═════ RECORDS TO USE ═════

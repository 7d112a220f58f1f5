use crate::errors::BuildError;
use crate::layout::CompilationUnit;
use crate::toolchain::Toolchain;

use super::ensure_parent_dir;

/// Compile one stale unit, creating the mirrored object directory on demand
pub fn compile_unit(toolchain: &dyn Toolchain, unit: &CompilationUnit) -> Result<(), BuildError> {
    ensure_parent_dir(&unit.object)?;
    toolchain
        .compile(&unit.source, &unit.object)
        .map_err(|source| BuildError::Compile {
            unit: unit.source.clone(),
            source,
        })
}
//! Launching the built binary, optionally under a debugger, memory checker or emulator

use std::ffi::OsString;
use std::path::Path;
use sysbuild_core::{ToolCommand, ToolKind};
use tracing::info;

/// How to launch the produced binary after a successful build
#[derive(Debug, Clone, PartialEq, Eq)]
pub enum RunMode {
    Native,
    Debugger,
    MemoryChecker,
    Emulator(String),
}

impl RunMode {
    /// Pick a mode from the CLI flags; `None` means build only
    pub fn from_flags(run: bool, gdb: bool, valgrind: bool, qemu: Option<String>) -> Option<Self> {
        if gdb {
            Some(RunMode::Debugger)
        } else if valgrind {
            Some(RunMode::MemoryChecker)
        } else if let Some(program) = qemu {
            Some(RunMode::Emulator(program))
        } else if run {
            Some(RunMode::Native)
        } else {
            None
        }
    }

    pub fn tool(&self) -> ToolKind {
        match self {
            RunMode::Native => ToolKind::Program,
            RunMode::Debugger => ToolKind::Debugger,
            RunMode::MemoryChecker => ToolKind::MemoryChecker,
            RunMode::Emulator(_) => ToolKind::Emulator,
        }
    }

    pub fn command(&self, binary: &Path, args: &[OsString]) -> ToolCommand {
        match self {
            RunMode::Native => ToolCommand::new(binary).args(args),
            RunMode::Debugger => ToolCommand::new("gdb").arg("--args").arg(binary).args(args),
            RunMode::MemoryChecker => ToolCommand::new("valgrind")
                .args(["--leak-check=full", "--error-exitcode=1"])
                .arg(binary)
                .args(args),
            RunMode::Emulator(program) => ToolCommand::new(program).arg(binary).args(args),
        }
    }
}

/// Launch `binary` and return the exit code to propagate.
///
/// A collaborator killed by a signal reports 1.
pub fn run_binary(mode: &RunMode, binary: &Path, args: &[OsString]) -> anyhow::Result<i32> {
    let command = mode.command(binary, args);
    info!("Running {}", command);
    let status = command.run_interactive(mode.tool())?;
    Ok(status.code().unwrap_or(1))
}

═════

WHAT IS REQUIRED →
Set down, unchanged, the line that contains "signal reports 1." together with every later line in the records, through the last one.

ANSWER SPACE →
/// A collaborator killed by a signal reports 1.
pub fn run_binary(mode: &RunMode, binary: &Path, args: &[OsString]) -> anyhow::Result<i32> {
    let command = mode.command(binary, args);
    info!("Running {}", command);
    let status = command.run_interactive(mode.tool())?;
    Ok(status.code().unwrap_or(1))
}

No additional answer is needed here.